The eland, Taurotragus oryx, is the biggest antelope on earth, also the slowest. The male may weigh up to 1000 kg and stand 1,7 m tall at shoulder height. It lives from twelve to twenty years in the wild, a few years longer in captivity.
Both genders of these even-toed, bovine animals have spiral-ridged horns. Those of the male are shorter and thicker. Male horns serve in hierarchy related fights (adding to head-butting). Female ones protect their young.
The pale yellow-brown or tan eland coats may turn bluish grey with age. The dewlap below the throat that grows throughout the animal’s life may serve to regulate body temperature or as a tactile facility.
The eland lives in semi-desert scrub plains and montane areas of open woodland, tending more to browsing than grazing. They also use horns to knock leaves off trees for eating and dig up tubers and bulbs using their front hooves. Feeding happens mostly at dawn and dusk, the species crepuscular.
The animal is not dependent on water, favouring new shoots high in moisture in its selective browsing, but drinks when water is available. During drought animals like the eland will trek to water sources, also artificially provided ones, only to die there from hunger; part of the argument against boreholes for providing water for game in the veld.

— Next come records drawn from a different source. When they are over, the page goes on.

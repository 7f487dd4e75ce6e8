use crate::ast::*;
use crate::error::{EvalError, Position};
use crate::interpreter::EvalLimits;

/// Words that can never be used as names.
const RESERVED: &[&str] = &[
    "and", "or", "not", "in", "is", "if", "else", "for", "True", "False", "None",
];

/// Parser state: tracks position in the input string and nesting depth.
struct Parser<'a> {
    input: &'a str,
    pos: usize,
    depth: usize,
    max_depth: usize,
}

/// Parse a guard or formula expression. Source longer than
/// `max_source_len`, or a tree deeper than `max_depth`, is rejected with
/// `EvalError::Budget`. Every operator of a left-associative chain such as
/// `a + b + c` adds a level, as do brackets and prefix operators.
pub fn parse(input: &str, limits: &EvalLimits) -> Result<Expr, EvalError> {
    if input.len() > limits.max_source_len {
        return Err(EvalError::Budget(format!(
            "expression longer than {} bytes",
            limits.max_source_len
        )));
    }
    let mut parser = Parser {
        input,
        pos: 0,
        depth: 0,
        max_depth: limits.max_depth,
    };

    let expr = parser.parse_expr()?;
    parser.skip_ws();
    if let Some(ch) = parser.peek_char() {
        return Err(parser.error_point(format!("Unexpected '{}'", ch)));
    }
    Ok(expr)
}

Not fast like gazelles, they can jump impressively. Even old bulls clear 2 m fences, young ones 3 m. This presents crop farmers with problems where eland is near.

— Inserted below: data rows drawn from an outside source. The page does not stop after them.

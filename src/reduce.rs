//! Recursive reduction of a guarded tree into a plain one.

use tracing::{debug, trace};

use crate::error::Result;
use crate::expand::{expand_vars, has_expandable_var, ExpandFn};
use crate::formula::{evaluate_formula, is_formula};
use crate::guard::{choose, classify_mapping, MappingKind};
use crate::interpreter::EvalLimits;
use crate::tree::{MatchPolicy, Mapping, Node, Scalar};

/// Reduce `node`: expand variables, resolve guarded mappings to a single
/// branch and evaluate formulas. A mapping whose guards all fail reduces
/// to `Node::Absent`.
pub fn reduce(
    node: Node,
    expand_fn: Option<&mut dyn ExpandFn>,
    policy: MatchPolicy,
    limits: &EvalLimits,
) -> Result<Node> {
    let mut reducer = Reducer {
        expand_fn,
        policy,
        limits,
    };
    reducer.reduce_node(node)
}

struct Reducer<'a, 'f> {
    expand_fn: Option<&'f mut dyn ExpandFn>,
    policy: MatchPolicy,
    limits: &'a EvalLimits,
}

impl<'a, 'f> Reducer<'a, 'f> {
    fn expand(&mut self, text: &str) -> Result<String> {
        expand_vars(text, self.expand_fn.as_deref_mut())
    }

    fn reduce_node(&mut self, node: Node) -> Result<Node> {
        match node {
            Node::Mapping(mapping) => self.reduce_mapping(mapping),
            Node::Scalar(Scalar::String(s)) => self.reduce_string(s),
            other => Ok(other),
        }
    }

    fn reduce_string(&mut self, s: String) -> Result<Node> {
        let expanded = if has_expandable_var(&s) {
            self.expand(&s)?
        } else {
            s
        };
        if is_formula(&expanded) {
            evaluate_formula(&expanded, self.limits)
        } else {
            Ok(Node::Scalar(Scalar::String(expanded)))
        }
    }

    fn reduce_mapping(&mut self, mapping: Mapping) -> Result<Node> {
        let mut current = self.expand_keys(mapping)?;
        loop {
            match classify_mapping(&current, self.limits)? {
                MappingKind::Guarded(kinds) => match choose(current, &kinds, self.policy) {
                    // A chosen mapping may itself be guarded.
                    Node::Mapping(inner) => current = self.expand_keys(inner)?,
                    other => return self.reduce_node(other),
                },
                MappingKind::Plain => break,
            }
        }

        let mut out = Mapping::with_capacity(current.len());
        for (key, value) in current {
            let reduced = self.reduce_node(value)?;
            if reduced.is_absent() {
                debug!(key = %key, "key reduced to absent");
            }
            out.insert(key, reduced);
        }
        Ok(Node::Mapping(out))
    }

    /// Expand variables in every key. Keys keep their position; when two
    /// keys expand to the same text the later value wins.
    fn expand_keys(&mut self, mapping: Mapping) -> Result<Mapping> {
        if !mapping.keys().any(|key| has_expandable_var(key)) {
            return Ok(mapping);
        }
        let mut out = Mapping::with_capacity(mapping.len());
        for (key, value) in mapping {
            let key = if has_expandable_var(&key) {
                let expanded = self.expand(&key)?;
                trace!(from = %key, to = %expanded, "expanded key");
                expanded
            } else {
                key
            };
            out.insert(key, value);
        }
        Ok(out)
    }
}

The eland is gregarious. Herds as big as 500 animals occur, while family herds consist of a bull and up to twelve adult cows. Bachelor herds are formed by young bulls until they reach sexual maturity at five years of age. Bull and cow hierarchies are separate, the bull dominant over cows.

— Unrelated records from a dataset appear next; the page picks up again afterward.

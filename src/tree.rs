use indexmap::IndexMap;
use std::fmt;
use std::str::FromStr;

use crate::error::ParamGenError;

/// An insertion-ordered mapping from keys to nodes. Keys are unique.
pub type Mapping = IndexMap<String, Node>;

/// A concrete value in the parameter tree.
#[derive(Debug, Clone, PartialEq)]
pub enum Scalar {
    String(String),
    Boolean(bool),
    Integer(i64),
    Float(f64),
    /// Only produced by formula evaluation.
    List(Vec<Scalar>),
}

/// A node in the parameter tree.
#[derive(Debug, Clone, PartialEq)]
pub enum Node {
    Scalar(Scalar),
    Mapping(Mapping),
    /// The result of a guarded mapping where no branch matched.
    Absent,
}

/// Which of several true guards wins.
#[derive(Debug, Clone, Copy, PartialEq, Eq, Default)]
pub enum MatchPolicy {
    First,
    #[default]
    Last,
}

impl FromStr for MatchPolicy {
    type Err = ParamGenError;

    fn from_str(s: &str) -> Result<Self, Self::Err> {
        match s.trim().to_ascii_lowercase().as_str() {
            "first" => Ok(MatchPolicy::First),
            "last" => Ok(MatchPolicy::Last),
            _ => Err(ParamGenError::InvalidMatchPolicy(s.to_string())),
        }
    }
}

impl fmt::Display for MatchPolicy {
    fn fmt(&self, f: &mut fmt::Formatter<'_>) -> fmt::Result {
        match self {
            MatchPolicy::First => f.write_str("first"),
            MatchPolicy::Last => f.write_str("last"),
        }
    }
}

impl Node {
    pub fn mapping() -> Self {
        Node::Mapping(Mapping::new())
    }

    pub fn string(s: impl Into<String>) -> Self {
        Node::Scalar(Scalar::String(s.into()))
    }

    /// True for an empty mapping and for `Absent`.
    pub fn is_empty(&self) -> bool {
        match self {
            Node::Mapping(m) => m.is_empty(),
            Node::Absent => true,
            Node::Scalar(_) => false,
        }
    }

    pub fn is_absent(&self) -> bool {
        matches!(self, Node::Absent)
    }

    pub fn as_mapping(&self) -> Option<&Mapping> {
        match self {
            Node::Mapping(m) => Some(m),
            _ => None,
        }
    }

    pub fn as_mapping_mut(&mut self) -> Option<&mut Mapping> {
        match self {
            Node::Mapping(m) => Some(m),
            _ => None,
        }
    }

    pub fn as_scalar(&self) -> Option<&Scalar> {
        match self {
            Node::Scalar(s) => Some(s),
            _ => None,
        }
    }

    /// Look up a direct child of a mapping node.
    pub fn get(&self, key: &str) -> Option<&Node> {
        self.as_mapping().and_then(|m| m.get(key))
    }

    /// Follow a path of keys through nested mappings.
    pub fn get_path(&self, path: &[&str]) -> Option<&Node> {
        path.iter().try_fold(self, |node, key| node.get(key))
    }

    /// Serialize to compact JSON.
    pub fn to_json(&self) -> String {
        crate::json::to_json(self)
    }

    /// Serialize to pretty-printed JSON.
    pub fn to_json_pretty(&self) -> String {
        crate::json::to_json_pretty(self)
    }

    /// Merge `other` into `self`. Where both sides hold a mapping under the
    /// same key the merge recurses; otherwise `other` overwrites. New keys are
    /// appended after the existing ones.
    pub fn merge(&mut self, other: Node) {
        match (self, other) {
            (Node::Mapping(dst), Node::Mapping(src)) => {
                for (key, value) in src {
                    if let Some(existing) = dst.get_mut(&key) {
                        if existing.as_mapping().is_some() && value.as_mapping().is_some() {
                            existing.merge(value);
                        } else {
                            *existing = value;
                        }
                    } else {
                        dst.insert(key, value);
                    }
                }
            }
            (dst, src) => *dst = src,
        }
    }
}

impl Default for Node {
    fn default() -> Self {
        Self::mapping()
    }
}

impl Scalar {
    pub fn as_str(&self) -> Option<&str> {
        match self {
            Scalar::String(s) => Some(s),
            _ => None,
        }
    }
}

/// Renders the way the value would read back as an expression result:
/// `True`, `3.0`, `[0, 1, 2]`. Strings are written raw at the top level and
/// quoted inside lists.
impl fmt::Display for Scalar {
    fn fmt(&self, f: &mut fmt::Formatter<'_>) -> fmt::Result {
        match self {
            Scalar::String(s) => f.write_str(s),
            Scalar::Boolean(true) => f.write_str("True"),
            Scalar::Boolean(false) => f.write_str("False"),
            Scalar::Integer(n) => write!(f, "{}", n),
            Scalar::Float(x) => f.write_str(&format_float(*x)),
            Scalar::List(items) => {
                f.write_str("[")?;
                for (i, item) in items.iter().enumerate() {
                    if i > 0 {
                        f.write_str(", ")?;
                    }
                    match item {
                        Scalar::String(s) => write!(f, "'{}'", s.replace('\'', "\\'"))?,
                        other => write!(f, "{}", other)?,
                    }
                }
                f.write_str("]")
            }
        }
    }
}

/// Format a float the way Python's `repr` does, so the text always reads
/// back as a float: `3.0`, `0.001`, `1e+20`, `1.5e-05`.
pub fn format_float(x: f64) -> String {
    if x.is_nan() {
        return "nan".to_string();
    }
    if x.is_infinite() {
        let s = if x > 0.0 { "inf" } else { "-inf" };
        return s.to_string();
    }
    // `{:e}` gives the shortest round-trip digits with a bare exponent
    let scientific = format!("{:e}", x);
    let Some((mantissa, exponent)) = scientific.split_once('e') else {
        return scientific;
    };
    let exponent: i32 = exponent.parse().unwrap_or(0);
    if (-4..16).contains(&exponent) {
        let fixed = format!("{}", x);
        if fixed.contains('.') {
            fixed
        } else {
            format!("{}.0", fixed)
        }
    } else {
        let sign = if exponent < 0 { '-' } else { '+' };
        format!("{}e{}{:02}", mantissa, sign, exponent.abs())
    }
}

impl From<Scalar> for Node {
    fn from(s: Scalar) -> Self {
        Node::Scalar(s)
    }
}

impl From<Mapping> for Node {
    fn from(m: Mapping) -> Self {
        Node::Mapping(m)
    }
}

impl From<&str> for Node {
    fn from(s: &str) -> Self {
        Node::string(s)
    }
}

impl From<String> for Node {
    fn from(s: String) -> Self {
        Node::string(s)
    }
}

impl From<bool> for Node {
    fn from(b: bool) -> Self {
        Node::Scalar(Scalar::Boolean(b))
    }
}

impl From<i64> for Node {
    fn from(n: i64) -> Self {
        Node::Scalar(Scalar::Integer(n))
    }
}

impl From<f64> for Node {
    fn from(x: f64) -> Self {
        Node::Scalar(Scalar::Float(x))
    }
}

impl<K: Into<String>, V: Into<Node>> FromIterator<(K, V)> for Node {
    fn from_iter<I: IntoIterator<Item = (K, V)>>(iter: I) -> Self {
        Node::Mapping(iter.into_iter().map(|(k, v)| (k.into(), v.into())).collect())
    }
}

Cows in heat are guarded by the dominant bull that reserves mating rights. Gestation of the single calf takes nine months. It is born in spring, weighing about 35 kg and can follow the mother by about four hours after birth. She hides her calf, visiting it twice daily for suckling over a period of about seven months. Many eland calves are caught by predators (Riëtte, 2016; Wikipedia).